Sunday, 8 August 2010

JAY-Z: "The Black Album"

Is there any minimum age before we are allowed to bath in feelings of nostalgia, at times? What is the turning point from which you start wondering about the value of the presence, idealising the past and fearing the future?

The charm of a black album spinning circles on a velvet plate. A needle reading music notes amidst some cracking, as if it were a cosy fireplace. The beauty of imperfection. The album cover a mystical piece of art, which you can hang on the wall as proudly as if it were showcased in one or another Guggenheim museum.

The smell of fresh bread lingering as invisible morning haze in the street. A bakery’s open door, tempting you to surrender to your taste buds and buy a warm loaf or sweaty croissant. The impossibility to cut it into slices, at least not yet, and the eagerness to loot the soft inside, while abandoning the crust.

A dialect word you thought had long been extinct already. A forgotten childhood dish that appears on the dining table. Some black-and-white pictures glued in a scrapbook, shot in a time when taking a picture was a tedious undertaking still. I always imagine smiles were brighter in those days, or at least more sincere; people always value more of what is scarce, and they rejoice in novelty. So then, I wonder, which archaeologist will ever find his way in the labyrinth of pictures that are scattered around in our modern virtual world? How ever to summarize history in this avalanche of information, technological whims and communication exchange that buries us each moment of the day?

More than substance, memories remain. Then why do we remember what we remember, while we forget what we have forgotten? What makes certain events stand out, and survive the test of time, while other moments in our life disappear as steam escaping from a cooking pot?

Saturday, 7 August 2010

SNOW PATROL: "Chasing Cars"

Do you feel the wind? Or do you hear it? Is there any remote corner on this planet, where cars haven’t chased away the sound of silence yet? People build big houses these days, trying to impress others more than themselves.

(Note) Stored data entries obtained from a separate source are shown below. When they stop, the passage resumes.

use api_contract::{Feature, FeatureProperties, StrikeProperties, VesselProperties};
use domain::{EventAttributes, PointEvent};

const UNKNOWN_VESSEL: &str = "Unknown";

/// 点事件 -> GeoJSON Feature。
pub fn to_feature(event: PointEvent) -> Feature {
    let PointEvent {
        entity_key,
        coordinates,
        observed_at_ms,
        attributes,
    } = event;
    let properties = match attributes {
        EventAttributes::Vessel(attrs) => FeatureProperties::Vessel(VesselProperties {
            name: attrs.name.unwrap_or_else(|| UNKNOWN_VESSEL.to_string()),
            mmsi: entity_key.unwrap_or_default(),
            sog: attrs.sog,
            cog: attrs.cog,
            heading: attrs.heading,
            ts: observed_at_ms,
        }),
        EventAttributes::Strike(attrs) => FeatureProperties::Strike(StrikeProperties {
            ts: observed_at_ms,
            amplitude: attrs.amplitude,
            station_count: attrs.station_count,
        }),
    };
    Feature::point(coordinates.lon, coordinates.lat, properties)
}
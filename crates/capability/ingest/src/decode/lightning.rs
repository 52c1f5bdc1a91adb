//! 雷击消息解码（Blitzortung 风格 JSON）。
//!
//! 例：`{"lat": 39.98, "lon": -0.03, "time": 1700000000000000000, "amplitude": 12.3, "sta": 7}`

use crate::{DecodeError, Decoder};
use domain::{Coordinates, EventAttributes, PointEvent, StrikeAttributes};
use serde::Deserialize;

/// 上游时间允许超前本机的最大偏差。
const MAX_FUTURE_SKEW_MS: i64 = 5_000;

#[derive(Debug, Deserialize)]
struct StrikePayload {
    #[serde(alias = "latitude")]
    lat: Option<f64>,
    #[serde(alias = "longitude")]
    lon: Option<f64>,
    #[serde(alias = "ts", alias = "timestamp")]
    time: Option<f64>,
    #[serde(alias = "amp")]
    amplitude: Option<f64>,
    #[serde(alias = "sta", alias = "stations")]
    station_count: Option<u32>,
    /// 参与定位的站点信号列表，无 station_count 时用其长度。
    sig: Option<Vec<serde_json::Value>>,
}

/// 雷击解码器：生成无 key 的追加型事件。
#[derive(Debug, Default, Clone, Copy)]
pub struct LightningDecoder;

impl Decoder for LightningDecoder {
    fn decode(&self, raw: &[u8], received_at_ms: i64) -> Result<PointEvent, DecodeError> {
        let payload: StrikePayload = serde_json::from_slice(raw)?;
        let lon = payload.lon.ok_or(DecodeError::MissingField("lon"))?;
        let lat = payload.lat.ok_or(DecodeError::MissingField("lat"))?;
        let coordinates =
            Coordinates::new(lon, lat).ok_or(DecodeError::InvalidCoordinates { lon, lat })?;

        let station_count = payload
            .station_count
            .or_else(|| payload.sig.as_ref().map(|sig| sig.len() as u32))
            .unwrap_or(0);
        let amplitude = payload.amplitude.unwrap_or(0.0);
        if !amplitude.is_finite() {
            return Err(DecodeError::InvalidField("amplitude", amplitude.to_string()));
        }

        Ok(PointEvent::keyless(
            coordinates,
            observed_at_ms(payload.time, received_at_ms),
            EventAttributes::Strike(StrikeAttributes {
                amplitude,
                station_count,
            }),
        ))
    }
}

/// 上游时间仅在不超前本机（允许少量偏差）时采用，否则取入库时间。
fn observed_at_ms(upstream: Option<f64>, received_at_ms: i64) -> i64 {
    let Some(upstream_ms) = upstream.and_then(epoch_to_ms) else {
        return received_at_ms;
    };
    if upstream_ms > received_at_ms.saturating_add(MAX_FUTURE_SKEW_MS) {
        return received_at_ms;
    }
    upstream_ms
}

/// 按数量级推断单位：秒 / 毫秒 / 微秒 / 纳秒。
fn epoch_to_ms(value: f64) -> Option<i64> {
    if !value.is_finite() || value <= 0.0 {
        return None;
    }
    let ms = if value >= 1e17 {
        value / 1e6
    } else if value >= 1e14 {
        value / 1e3
    } else if value >= 1e11 {
        value
    } else {
        value * 1e3
    };
    Some(ms.round() as i64)
}
use std::fmt;

/// Remote server address, fixed for the lifetime of a connect attempt.
#[derive(Debug, Clone, PartialEq, Eq)]
pub struct Endpoint {
    pub host: String,
    pub port: u16,
}

impl Endpoint {
    pub fn new(host: impl Into<String>, port: u16) -> Self {
        Self {
            host: host.into(),
            port,
        }
    }
}

impl fmt::Display for Endpoint {
    fn fmt(&self, f: &mut fmt::Formatter<'_>) -> fmt::Result {
        write!(f, "{}:{}", self.host, self.port)
    }
}

/// Protocol state of a gyro provider session.
#[derive(Debug, Clone, Copy, PartialEq, Eq)]
pub enum ConnectionState {
    Disconnected,
    /// Transport open, handshake in progress
    Connecting,
    Connected,
}

/// The three states shown by the UI
#[derive(Debug, Clone, Copy, PartialEq, Eq)]
pub enum ConnectionStatus {
    Loading,
    Connected,
    Unconnected,
}

#[derive(Debug, Clone)]
pub struct StatusMessage {
    pub message: String,
    pub severity: MessageSeverity,
}

impl StatusMessage {
    pub fn new(message: impl Into<String>, severity: MessageSeverity) -> Self {
        Self {
            message: message.into(),
            severity,
        }
    }
}

#[derive(Debug, Clone, Copy, PartialEq, Eq)]
pub enum MessageSeverity {
    Info,
    Success,
    Warning,
    Error,
}

/// Notifications raised by a session towards its owner.
#[derive(Debug, Clone)]
pub enum SessionEvent {
    Log(StatusMessage),
    StateChanged(ConnectionState),
    /// Server asked to switch magnetometer use on or off
    MagnetometerChangeRequested(bool),
    /// Liveness timeout or fatal receive error
    ConnectionLost,
    /// Local source port to remember for the next connect
    LocalPortBound(u16),
    /// Remembered local port could not be bound and was dropped
    LocalPortCleared,
}

/// Events published to the UI sink.
#[derive(Debug, Clone)]
pub enum AppEvent {
    LogMessage(StatusMessage),
    LogCleared,
    ConnectionStatus(ConnectionStatus),
    MagnetometerToggled(bool),
}
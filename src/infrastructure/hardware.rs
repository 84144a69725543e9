//! Device hardware collaborator
//!
//! The protocol core only needs haptics, battery level and a way to switch
//! the motion source between magnetometer and gyro-only fusion.

use tracing::info;

pub trait DeviceHardware: Send + Sync {
    /// Play a shaped vibration. Returns false when unsupported or failed,
    /// in which case the caller falls back to [`DeviceHardware::vibrate`].
    fn vibrate_advanced(&self, frequency: f32, amplitude: f32, duration: f32) -> bool;

    fn vibrate(&self);

    /// Battery charge in [0, 1], or None when unknown
    fn battery_level(&self) -> Option<f32>;

    /// Restart motion updates with or without the magnetometer
    fn set_motion_magnetometer(&self, enabled: bool);
}

/// Hardware binding for a host without motors or battery.
#[derive(Debug, Default)]
pub struct HeadlessHardware;

impl DeviceHardware for HeadlessHardware {
    fn vibrate_advanced(&self, frequency: f32, amplitude: f32, duration: f32) -> bool {
        info!(
            "Vibration requested: {:.2}s at {:.1}Hz, amplitude {:.2}",
            duration, frequency, amplitude
        );
        false
    }

    fn vibrate(&self) {
        info!("Vibrate");
    }

    fn battery_level(&self) -> Option<f32> {
        None
    }

    fn set_motion_magnetometer(&self, enabled: bool) {
        info!("Magnetometer use set to {}", enabled);
    }
}
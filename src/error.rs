//! Error types for the gyro provider client.

use std::io;
use std::net::SocketAddr;

use thiserror::Error;

/// Errors raised by the UDP datagram transport.
#[derive(Error, Debug)]
pub enum TransportError {
    #[error("local port {port} is already in use")]
    AddressInUse { port: u16 },

    #[error("could not resolve {host}: {reason}")]
    Resolve { host: String, reason: String },

    #[error("no usable address for {0}")]
    NoAddress(String),

    #[error("bind to {addr} failed: {source}")]
    Bind {
        addr: SocketAddr,
        #[source]
        source: io::Error,
    },

    #[error("connect to {addr} failed: {source}")]
    Connect {
        addr: SocketAddr,
        #[source]
        source: io::Error,
    },

    #[error("receive failed: {0}")]
    Receive(#[source] io::Error),
}

impl TransportError {
    /// True when the requested local source port could not be bound.
    pub fn is_address_in_use(&self) -> bool {
        matches!(self, Self::AddressInUse { .. })
    }
}

/// Reasons a handshake attempt is rejected.
#[derive(Error, Debug, Clone, PartialEq, Eq)]
pub enum HandshakeError {
    #[error("handshake response does not start with the expected control byte")]
    MalformedPreamble,

    #[error("handshake response greeting is malformed")]
    MalformedGreeting,

    #[error("handshake response carries no version digit")]
    MalformedVersion,

    #[error("mismatching version (server {server}, client {client})")]
    VersionMismatch { server: u8, client: u8 },

    #[error("no handshake response after {attempts} attempts")]
    Timeout { attempts: u32 },
}

impl HandshakeError {
    /// User-facing explanation with remediation hints.
    pub fn remediation(&self) -> String {
        match self {
            Self::MalformedPreamble => "The server did not respond correctly. \
                Ensure everything is up-to-date and that the port is correct."
                .to_string(),
            Self::MalformedGreeting | Self::MalformedVersion => {
                "The server did not respond correctly in the header. \
                 Ensure everything is up-to-date and that the port is correct."
                    .to_string()
            }
            Self::VersionMismatch { server, client } => format!(
                "Handshake failed, mismatching version\nServer version: {}\nClient version: {}\n\
                 Please make sure everything is up to date.",
                server, client
            ),
            Self::Timeout { .. } => "Connection timed out. Ensure IP and port are correct, \
                that the server is running and not blocked by a firewall or the router, \
                and that you're connected to the same network (you may need to disable mobile data)."
                .to_string(),
        }
    }
}

/// Inbound datagram could not be decoded.
#[derive(Error, Debug, Clone, PartialEq, Eq)]
pub enum DecodeError {
    #[error("datagram of {actual} bytes has no message type")]
    MissingType { actual: usize },

    #[error("datagram too short for message type {message_type}: need {needed} bytes, got {actual}")]
    TooShort {
        message_type: u32,
        needed: usize,
        actual: usize,
    },
}

/// Failure of a connect attempt.
#[derive(Error, Debug)]
pub enum SessionError {
    #[error("transport error: {0}")]
    Transport(#[from] TransportError),

    #[error("handshake failed: {0}")]
    Handshake(#[from] HandshakeError),

    #[error("session stopped while connecting")]
    Stopped,
}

But no architect can draw silence; no construction worker can build tranquility.

Friday, 6 August 2010

THE CARDIGANS: "Erase And Rewind"

There’s a chamber in my heart
For you to roam
In a different part
Of your imagination

A hand to hold
A story to unfold
Inner-sweet temptation
Free from expectation

For little is more
And what you win is not to loose
The regret of what you forebore
Savour a moment on a random day
And adore someone
In more than just many ways

Thursday, 5 August 2010

Wednesday, 4 August 2010

CHRIS ISAAK: "Wicked Game"

What do you hold in your hands when the music stops? Where will you sit when the music stops? Will there still be any chair left? And do you want to be part of this game anyway? There’s so much more to discover outside this room. There’s joy in companionship, but there’s companionship in joy as well. Change the rules, a little, and you’ll be rewarded with a whole new experience.

Monday, 2 August 2010

THE LIBERTINES: "Don't Look Back Into The Sun"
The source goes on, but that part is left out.